* What is being asked
Each record below must be written out again in exactly the same form.

* Records to process
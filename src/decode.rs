//! Feeding a capture through the decoder.

use std::io::{self, BufRead};
use tracing::{debug, info};
use signals::dcf77::{Decoder, Event};
use crate::input::LineSource;
use crate::output::{Notice, Report};

/// Counts of what was decoded, for logging.
#[derive(Clone, Copy, Debug, Default, PartialEq, Eq)]
pub struct Summary {
	/// Lines consumed, including those skipped while synchronizing.
	pub lines: usize,
	/// Minute frames emitted.
	pub frames: usize,
	/// Decoder warnings and invalid lines.
	pub warnings: usize
}

/// Decode a whole capture, writing everything to `report`.
///
/// If `sync` is set, lines up to and including the first minute boundary are skipped so that the
/// first frame comes from a complete minute. Decoding stops at the end of input.
///
/// # Errors
///
/// Returns any I/O error from reading the capture or writing the report. Malformed input is never
/// an error.
pub fn run<R: BufRead>(source: &mut LineSource<R>, report: &mut dyn Report, sync: bool)
	-> io::Result<Summary>
{
	let mut summary = Summary::default();

	if sync {
		report.notice(&Notice::Waiting)?;
		if !source.synchronize()? {
			debug!(lines = source.line(), "no minute boundary before end of input");
			summary.lines = source.line();
			return Ok(summary);
		}
	}

	let mut decoder = Decoder::new();
	while let Some(token) = source.next_token()? {
		if token.is_invalid() {
			debug!(line = source.line(), "invalid line in input");
			summary.warnings += 1;
			report.notice(&Notice::InvalidLine { line: source.line() })?;
		}

		let mut written = Ok(());
		decoder.push(token, |event| {
			match event {
				Event::Frame(_) => summary.frames += 1,
				Event::Warning(_) => summary.warnings += 1,
				_ => ()
			}
			if written.is_ok() {
				written = report.event(&event);
			}
		});
		written?;
	}

	summary.lines = source.line();
	info!(lines = summary.lines, frames = summary.frames, warnings = summary.warnings, "end of input");
	Ok(summary)
}

#[cfg(test)]
mod tests {
	use super::*;
	use crate::output::{Json, Text};

	/// Sunday, May 26, 2024. 18:58 CEST.
	const MAY_2024: u64 = 0x090BE631B120000;

	/// A capture of one full minute, without the boundary that ends it.
	fn minute(packed: u64) -> String {
		(0..59).map(|i| if (packed >> i) & 1 > 0 { "1\n" } else { "0\n" }).collect()
	}

	fn decode_text(capture: &str, sync: bool) -> (String, Summary) {
		let mut source = LineSource::new(capture.as_bytes());
		let mut report = Text(Vec::new());
		let summary = run(&mut source, &mut report, sync).unwrap();
		(String::from_utf8(report.0).unwrap(), summary)
	}

	const MAY_2024_REPORT: &str = "
Weather broadcast data: 00000000000000
Call bit: 0
Weekday (1 = Monday): 7
2024-05-26T18:58+02:00
";

	#[test]
	fn run_test() {
		// Second 0 of a minute, then a full minute
		let capture = format!("0\n\n{}\n", minute(MAY_2024));
		let (out, summary) = decode_text(&capture, true);
		assert_eq!(out, format!("Waiting for the beginning of the next minute...\n{}", MAY_2024_REPORT));
		assert_eq!(summary, Summary { lines: 62, frames: 1, warnings: 0 });

		// Without synchronizing, the first boundary emits a frame from an incomplete minute
		let (out, summary) = decode_text(&capture, false);
		assert!(out.starts_with("\nWarning: Timezone data is invalid.\n2000-00-00T00:00+00:00\n"));
		assert!(out.ends_with(MAY_2024_REPORT));
		assert_eq!(summary, Summary { lines: 62, frames: 2, warnings: 1 });
	}

	#[test]
	fn invalid_line_test() {
		// Second 3 is garbage, but still occupies its second
		let mut capture = minute(MAY_2024);
		capture.replace_range(6..7, "x");
		let (out, summary) = decode_text(&format!("\n{}\n", capture), true);
		assert_eq!(out, "\
Waiting for the beginning of the next minute...

Weather broadcast data: 00Warning: Invalid line in input.
?00000000000
Call bit: 0
Weekday (1 = Monday): 7
2024-05-26T18:58+02:00
");
		assert_eq!(summary.warnings, 1);
	}

	#[test]
	fn no_boundary_test() {
		let (out, summary) = decode_text("0\n1\n", true);
		assert_eq!(out, "Waiting for the beginning of the next minute...\n");
		assert_eq!(summary, Summary { lines: 2, frames: 0, warnings: 0 });

		let (out, summary) = decode_text("", false);
		assert_eq!(out, "");
		assert_eq!(summary, Summary::default());
	}

	#[test]
	fn json_test() {
		let capture = format!("\n{}\n", minute(MAY_2024));
		let mut source = LineSource::new(capture.as_bytes());
		let mut report = Json(Vec::new());
		let summary = run(&mut source, &mut report, true).unwrap();
		assert_eq!(summary.frames, 1);

		let out = String::from_utf8(report.0).unwrap();
		let lines: Vec<_> = out.lines().collect();
		// Waiting notice, second 0, 14 weather bits, call bit, weekday, frame
		assert_eq!(lines.len(), 19);
		assert_eq!(lines[0], "\"Waiting\"");
		assert_eq!(lines[1], "\"MinuteStarted\"");
		assert_eq!(lines[18], "{\"Frame\":{\"year\":24,\"month\":5,\"day\":26,\"hour\":18,\"minute\":58,\"tz_offset\":2}}");
	}
}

* Result of this task
filename src/decode.rs
//! Feeding a capture through the decoder.

use std::io::{self, BufRead};
use tracing::{debug, info};
use signals::dcf77::{Decoder, Event};
use crate::input::LineSource;
use crate::output::{Notice, Report};

/// Counts of what was decoded, for logging.
#[derive(Clone, Copy, Debug, Default, PartialEq, Eq)]
pub struct Summary {
	/// Lines consumed, including those skipped while synchronizing.
	pub lines: usize,
	/// Minute frames emitted.
	pub frames: usize,
	/// Decoder warnings and invalid lines.
	pub warnings: usize
}

/// Decode a whole capture, writing everything to `report`.
///
/// If `sync` is set, lines up to and including the first minute boundary are skipped so that the
/// first frame comes from a complete minute. Decoding stops at the end of input.
///
/// # Errors
///
/// Returns any I/O error from reading the capture or writing the report. Malformed input is never
/// an error.
pub fn run<R: BufRead>(source: &mut LineSource<R>, report: &mut dyn Report, sync: bool)
	-> io::Result<Summary>
{
	let mut summary = Summary::default();

	if sync {
		report.notice(&Notice::Waiting)?;
		if !source.synchronize()? {
			debug!(lines = source.line(), "no minute boundary before end of input");
			summary.lines = source.line();
			return Ok(summary);
		}
	}

	let mut decoder = Decoder::new();
	while let Some(token) = source.next_token()? {
		if token.is_invalid() {
			debug!(line = source.line(), "invalid line in input");
			summary.warnings += 1;
			report.notice(&Notice::InvalidLine { line: source.line() })?;
		}

		let mut written = Ok(());
		decoder.push(token, |event| {
			match event {
				Event::Frame(_) => summary.frames += 1,
				Event::Warning(_) => summary.warnings += 1,
				_ => ()
			}
			if written.is_ok() {
				written = report.event(&event);
			}
		});
		written?;
	}

	summary.lines = source.line();
	info!(lines = summary.lines, frames = summary.frames, warnings = summary.warnings, "end of input");
	Ok(summary)
}

#[cfg(test)]
mod tests {
	use super::*;
	use crate::output::{Json, Text};

	/// Sunday, May 26, 2024. 18:58 CEST.
	const MAY_2024: u64 = 0x090BE631B120000;

	/// A capture of one full minute, without the boundary that ends it.
	fn minute(packed: u64) -> String {
		(0..59).map(|i| if (packed >> i) & 1 > 0 { "1\n" } else { "0\n" }).collect()
	}

	fn decode_text(capture: &str, sync: bool) -> (String, Summary) {
		let mut source = LineSource::new(capture.as_bytes());
		let mut report = Text(Vec::new());
		let summary = run(&mut source, &mut report, sync).unwrap();
		(String::from_utf8(report.0).unwrap(), summary)
	}

	const MAY_2024_REPORT: &str = "
Weather broadcast data: 00000000000000
Call bit: 0
Weekday (1 = Monday): 7
2024-05-26T18:58+02:00
";

	#[test]
	fn run_test() {
		// Second 0 of a minute, then a full minute
		let capture = format!("0\n\n{}\n", minute(MAY_2024));
		let (out, summary) = decode_text(&capture, true);
		assert_eq!(out, format!("Waiting for the beginning of the next minute...\n{}", MAY_2024_REPORT));
		assert_eq!(summary, Summary { lines: 62, frames: 1, warnings: 0 });

		// Without synchronizing, the first boundary emits a frame from an incomplete minute
		let (out, summary) = decode_text(&capture, false);
		assert!(out.starts_with("\nWarning: Timezone data is invalid.\n2000-00-00T00:00+00:00\n"));
		assert!(out.ends_with(MAY_2024_REPORT));
		assert_eq!(summary, Summary { lines: 62, frames: 2, warnings: 1 });
	}

	#[test]
	fn invalid_line_test() {
		// Second 3 is garbage, but still occupies its second
		let mut capture = minute(MAY_2024);
		capture.replace_range(6..7, "x");
		let (out, summary) = decode_text(&format!("\n{}\n", capture), true);
		assert_eq!(out, "\
Waiting for the beginning of the next minute...

Weather broadcast data: 00Warning: Invalid line in input.
?00000000000
Call bit: 0
Weekday (1 = Monday): 7
2024-05-26T18:58+02:00
");
		assert_eq!(summary.warnings, 1);
	}

	#[test]
	fn no_boundary_test() {
		let (out, summary) = decode_text("0\n1\n", true);
		assert_eq!(out, "Waiting for the beginning of the next minute...\n");
		assert_eq!(summary, Summary { lines: 2, frames: 0, warnings: 0 });

		let (out, summary) = decode_text("", false);
		assert_eq!(out, "");
		assert_eq!(summary, Summary::default());
	}

	#[test]
	fn json_test() {
		let capture = format!("\n{}\n", minute(MAY_2024));
		let mut source = LineSource::new(capture.as_bytes());
		let mut report = Json(Vec::new());
		let summary = run(&mut source, &mut report, true).unwrap();
		assert_eq!(summary.frames, 1);

		let out = String::from_utf8(report.0).unwrap();
		let lines: Vec<_> = out.lines().collect();
		// Waiting notice, second 0, 14 weather bits, call bit, weekday, frame
		assert_eq!(lines.len(), 19);
		assert_eq!(lines[0], "\"Waiting\"");
		assert_eq!(lines[1], "\"MinuteStarted\"");
		assert_eq!(lines[18], "{\"Frame\":{\"year\":24,\"month\":5,\"day\":26,\"hour\":18,\"minute\":58,\"tz_offset\":2}}");
	}
}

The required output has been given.